Of all the rough local places we stayed in, of all the precarious roofs that sheltered us for the three months, we never stayed in such clinical cleanliness as we did one night just outside Gabarone. It was the private lodging of a British transport executive and his wife who kindly hosted us for the evening. The luxurious conditions were complemented by a swimming pool with a chorus of croaking toads. Our bedroom, like the house, was new lined red brick with proper fitting doors and windows. Totally secure. Like staying overnight in an operating theatre. So it was a bit of a surprise when Patty put her foot into her left shoe the next morning and had to pull it out because it wasn't going in properly. She then sticks her hand into it and pulls it out with a shiver; "Ugh, there's something here in my shoe!" I take control of the situation: "Give it here” ... (I perceive a vague darkness in the toe and announce incorrectly) … “it's a frog!". In fact, when taken outside into the sunlight and peered at more closely we discover a huge black scorpion with a tail as thick as your little finger. A sting from this monster's tail would have been extremely painful and would have necessitated an immediate rush to hospital.   
     
The Rep of SA left me with the biggest impression, but not a particularly pleasant one; although most travellers we met on the road seemed to think it was so beautiful, I can't say I agree. Maybe they were being superficial, maybe they hadn't stayed around for long enough to pick it up but there was unfriendliness and unease everywhere. A lot of the unease is I consider caused by the mechanism and after effects of apartheid, as racial discrimination still very much exists. It's just that it's been inverted; we met an out-of-work white man who could neither apply for job vacancies nor set up their own businesses due to bureaucratic obstruction.

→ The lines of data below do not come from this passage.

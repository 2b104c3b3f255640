//! Wire-format rule representation.
//!
//! These types mirror the remote authorization service's schema: the same
//! fields as the user-facing model under the service's snake_case naming
//! (`eth_value`, `primary_type`), with rules and criteria wrapped in
//! discriminated-union envelopes keyed by `operation` and `type` tags.
//!
//! The nested sub-unions (`WireEvmDataConditionParam`,
//! `WireTypedDataCondition`) carry no discriminant on the wire; they are
//! resolved by field presence in a fixed probe order, which is exactly what
//! the untagged variant order below encodes.

use std::collections::BTreeMap;

use serde::{Deserialize, Serialize};

use crate::policy::criteria::{
    Abi, MembershipOperator, Network, OrderedOperator, TypedDataFieldDef, ValueOperator,
};
use crate::policy::rules::Action;

/// Wire form of a value-threshold criterion.
#[derive(Clone, Debug, PartialEq, Eq, Serialize, Deserialize)]
pub struct WireEthValueCriterion {
    pub eth_value: String,
    pub operator: ValueOperator,
}

/// Wire form of an EVM address-list criterion.
#[derive(Clone, Debug, PartialEq, Eq, Serialize, Deserialize)]
pub struct WireEvmAddressCriterion {
    pub addresses: Vec<String>,
    pub operator: MembershipOperator,
}

/// Wire form of a network-membership criterion.
#[derive(Clone, Debug, PartialEq, Eq, Serialize, Deserialize)]
pub struct WireEvmNetworkCriterion {
    pub networks: Vec<Network>,
    pub operator: MembershipOperator,
}

/// Wire form of a single-value parameter condition.
#[derive(Clone, Debug, PartialEq, Eq, Serialize, Deserialize)]
pub struct WireEvmDataParameterCondition {
    pub name: String,
    pub operator: OrderedOperator,
    pub value: String,
}

/// Wire form of a list-membership parameter condition.
#[derive(Clone, Debug, PartialEq, Eq, Serialize, Deserialize)]
pub struct WireEvmDataParameterConditionList {
    pub name: String,
    pub operator: MembershipOperator,
    pub values: Vec<String>,
}

/// Undiscriminated parameter condition; `values` is probed before `value`.
#[derive(Clone, Debug, PartialEq, Eq, Serialize, Deserialize)]
#[serde(untagged)]
pub enum WireEvmDataConditionParam {
    List(WireEvmDataParameterConditionList),
    Single(WireEvmDataParameterCondition),
}

/// Wire form of a function-call condition.
#[derive(Clone, Debug, PartialEq, Eq, Serialize, Deserialize)]
pub struct WireEvmDataCondition {
    pub function: String,
    #[serde(default, skip_serializing_if = "Option::is_none")]
    pub params: Option<Vec<WireEvmDataConditionParam>>,
}

/// Wire form of a calldata criterion.
#[derive(Clone, Debug, PartialEq, Serialize, Deserialize)]
pub struct WireEvmDataCriterion {
    pub abi: Abi,
    pub conditions: Vec<WireEvmDataCondition>,
}

/// Wire form of a message-pattern criterion.
#[derive(Clone, Debug, PartialEq, Eq, Serialize, Deserialize)]
pub struct WireEvmMessageCriterion {
    #[serde(rename = "match")]
    pub pattern: String,
}

/// Wire form of an address condition on a typed-data field.
#[derive(Clone, Debug, PartialEq, Eq, Serialize, Deserialize)]
pub struct WireEvmTypedAddressCondition {
    pub addresses: Vec<String>,
    pub operator: MembershipOperator,
    pub path: String,
}

/// Wire form of a numerical condition on a typed-data field.
#[derive(Clone, Debug, PartialEq, Eq, Serialize, Deserialize)]
pub struct WireEvmTypedNumericalCondition {
    pub value: String,
    pub operator: OrderedOperator,
    pub path: String,
}

/// Wire form of a string condition on a typed-data field.
#[derive(Clone, Debug, PartialEq, Eq, Serialize, Deserialize)]
pub struct WireEvmTypedStringCondition {
    #[serde(rename = "match")]
    pub pattern: String,
    pub path: String,
}

/// Undiscriminated typed-data field condition; probed in the order
/// `addresses`, `value`, `match`.
#[derive(Clone, Debug, PartialEq, Eq, Serialize, Deserialize)]
#[serde(untagged)]
pub enum WireTypedDataCondition {
    Address(WireEvmTypedAddressCondition),
    Numerical(WireEvmTypedNumericalCondition),
    String(WireEvmTypedStringCondition),
}

/// Wire form of the EIP-712 type definitions.
#[derive(Clone, Debug, PartialEq, Eq, Serialize, Deserialize)]
pub struct WireTypedDataTypes {
    pub types: BTreeMap<String, Vec<TypedDataFieldDef>>,
    pub primary_type: String,
}

/// Wire form of the typed-data field criterion.
#[derive(Clone, Debug, PartialEq, Eq, Serialize, Deserialize)]
pub struct WireEvmTypedDataFieldCriterion {
    pub types: WireTypedDataTypes,
    pub conditions: Vec<WireTypedDataCondition>,
}

/// Wire form of the verifying-contract criterion.
#[derive(Clone, Debug, PartialEq, Eq, Serialize, Deserialize)]
pub struct WireEvmTypedDataVerifyingContractCriterion {
    pub addresses: Vec<String>,
    pub operator: MembershipOperator,
}

/// Wire form of a Solana address-list criterion.
#[derive(Clone, Debug, PartialEq, Eq, Serialize, Deserialize)]
pub struct WireSolAddressCriterion {
    pub addresses: Vec<String>,
    pub operator: MembershipOperator,
}

/// Criterion envelope: the `type` tag discriminates the payload.
///
/// Envelope resolution is explicit: deserialization probes the tag, known
/// tags parse into their concrete variant, and anything else lands in
/// [`WireCriterion::Unknown`] with the payload (tag included) intact, so
/// the response transformer can fail with the offending tag instead of a
/// parse error.
#[derive(Clone, Debug, PartialEq, Serialize)]
#[serde(tag = "type")]
pub enum WireCriterion {
    #[serde(rename = "ethValue")]
    EthValue(WireEthValueCriterion),
    #[serde(rename = "evmAddress")]
    EvmAddress(WireEvmAddressCriterion),
    #[serde(rename = "evmNetwork")]
    EvmNetwork(WireEvmNetworkCriterion),
    #[serde(rename = "evmData")]
    EvmData(WireEvmDataCriterion),
    #[serde(rename = "evmMessage")]
    EvmMessage(WireEvmMessageCriterion),
    #[serde(rename = "evmTypedDataField")]
    EvmTypedDataField(WireEvmTypedDataFieldCriterion),
    #[serde(rename = "evmTypedDataVerifyingContract")]
    EvmTypedDataVerifyingContract(WireEvmTypedDataVerifyingContractCriterion),
    #[serde(rename = "solAddress")]
    SolAddress(WireSolAddressCriterion),
    #[serde(untagged)]
    Unknown(serde_json::Value),
}

impl<'de> Deserialize<'de> for WireCriterion {
    fn deserialize<D>(deserializer: D) -> Result<Self, D::Error>
    where
        D: serde::Deserializer<'de>,
    {
        let value = serde_json::Value::deserialize(deserializer)?;
        let tag = value
            .get("type")
            .and_then(serde_json::Value::as_str)
            .map(str::to_owned);
        let criterion = match tag.as_deref() {
            Some("ethValue") => WireCriterion::EthValue(parse_payload(value)?),
            Some("evmAddress") => WireCriterion::EvmAddress(parse_payload(value)?),
            Some("evmNetwork") => WireCriterion::EvmNetwork(parse_payload(value)?),
            Some("evmData") => WireCriterion::EvmData(parse_payload(value)?),
            Some("evmMessage") => WireCriterion::EvmMessage(parse_payload(value)?),
            Some("evmTypedDataField") => WireCriterion::EvmTypedDataField(parse_payload(value)?),
            Some("evmTypedDataVerifyingContract") => {
                WireCriterion::EvmTypedDataVerifyingContract(parse_payload(value)?)
            }
            Some("solAddress") => WireCriterion::SolAddress(parse_payload(value)?),
            _ => WireCriterion::Unknown(value),
        };
        Ok(criterion)
    }
}

fn parse_payload<T, E>(value: serde_json::Value) -> Result<T, E>
where
    T: serde::de::DeserializeOwned,
    E: serde::de::Error,
{
    serde_json::from_value(value).map_err(E::custom)
}

impl WireCriterion {
    /// The envelope's `type` tag; for [`WireCriterion::Unknown`] the tag is
    /// read out of the preserved payload.
    pub fn kind(&self) -> &str {
        match self {
            WireCriterion::EthValue(_) => "ethValue",
            WireCriterion::EvmAddress(_) => "evmAddress",
            WireCriterion::EvmNetwork(_) => "evmNetwork",
            WireCriterion::EvmData(_) => "evmData",
            WireCriterion::EvmMessage(_) => "evmMessage",
            WireCriterion::EvmTypedDataField(_) => "evmTypedDataField",
            WireCriterion::EvmTypedDataVerifyingContract(_) => "evmTypedDataVerifyingContract",
            WireCriterion::SolAddress(_) => "solAddress",
            WireCriterion::Unknown(payload) => payload
                .get("type")
                .and_then(serde_json::Value::as_str)
                .unwrap_or("unknown"),
        }
    }
}

/// Rule envelope: action and operation tag, plus criteria for the
/// operations that carry them. `signEvmHash` rules have no criteria field.
#[derive(Clone, Debug, PartialEq, Serialize, Deserialize)]
pub struct WireRule {
    pub action: Action,
    pub operation: String,
    #[serde(default, skip_serializing_if = "Option::is_none")]
    pub criteria: Option<Vec<WireCriterion>>,
}

#[cfg(test)]
mod tests {
    use super::*;
    use serde_json::json;

    #[test]
    fn criterion_envelope_keeps_tag_and_snake_case_fields() {
        let criterion = WireCriterion::EthValue(WireEthValueCriterion {
            eth_value: "1000".to_owned(),
            operator: ValueOperator::GreaterThanOrEqual,
        });
        let json = serde_json::to_value(&criterion).unwrap();
        assert_eq!(json["type"], "ethValue");
        assert_eq!(json["eth_value"], "1000");
        assert_eq!(json["operator"], ">=");
    }

    #[test]
    fn unrecognized_tag_lands_in_unknown() {
        let payload = json!({
            "type": "mintAddress",
            "addresses": ["HpabPRRCFbBKSuJr5PdkVvQc85FyxyTWkFM2obBRSvHT"],
            "operator": "in",
        });
        let criterion: WireCriterion = serde_json::from_value(payload.clone()).unwrap();
        assert_eq!(criterion, WireCriterion::Unknown(payload));
        assert_eq!(criterion.kind(), "mintAddress");
    }

    #[test]
    fn typed_condition_probe_order() {
        // addresses wins over path-only shapes
        let address: WireTypedDataCondition = serde_json::from_value(json!({
            "addresses": ["0xaaaaaaaaaaaaaaaaaaaaaaaaaaaaaaaaaaaaaaaa"],
            "operator": "in",
            "path": "to",
        }))
        .unwrap();
        assert!(matches!(address, WireTypedDataCondition::Address(_)));

        let numerical: WireTypedDataCondition = serde_json::from_value(json!({
            "value": "1000",
            "operator": "<",
            "path": "amount",
        }))
        .unwrap();
        assert!(matches!(numerical, WireTypedDataCondition::Numerical(_)));

        let string: WireTypedDataCondition = serde_json::from_value(json!({
            "match": "^order-.*$",
            "path": "id",
        }))
        .unwrap();
        assert!(matches!(string, WireTypedDataCondition::String(_)));
    }

    #[test]
    fn hash_rule_omits_criteria() {
        let rule = WireRule {
            action: Action::Accept,
            operation: "signEvmHash".to_owned(),
            criteria: None,
        };
        let json = serde_json::to_value(&rule).unwrap();
        assert!(json.get("criteria").is_none());
    }
}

In Johannesburg we came face to face with huge safety issues and a constant feeling of insecurity; in the hostel we stayed at the staff informed us: “You can go down to the end of this street, or you can go to the top. You can walk a block this way or the other direction … but don't go any further!”
It's not just Johannesburg; you do not drive through any city or large town without your windows tightly closed as you run the risk of a gun being stuck in your face. Sometimes it's not even a question of your money or your life and some less fortunate people get randomly shot in the head. Clarissa was lucky; she was sitting in the passenger seat in a traffic queue in Umthatha, had her window down – when a hand came from nowhere, reached into the car and snatched her phone from her hand. Bizarrely, when she screamed in dismay and flicked a rude sign to the thief, he bashfully returned and gave her back the phone with an apology. The rampaging crime is hardly checked by a hopelessly corrupt criminal justice system unable/unwilling to deal with misdemeanors.
The resulting lack of trust in society is exemplified by a comment from a white man working as a kind of waiter in the Howick Falls Hotel who overhears our discussion about where to buy a shirt. He advises us to stay on this side of the main street of town and do our shopping in the tourist market stalls: “You don't want to cross the road and go down that street; if you go down that street it's … ” For some reason he fails to provide an adjective to qualify his opinion, but I suppose it was to do with being unsafe.

We were rather astonished and saddened to hear a white man's opinion of the black area of this particular town. He seemed a modest quiet person and Howick is peacefully provincial – certainly no Jo'burg. We had spent seven days in the town the previous month over the New Year, each day nosing around, going through the street markets, cafès and shops. We hadn't felt threatened or in the least danger once.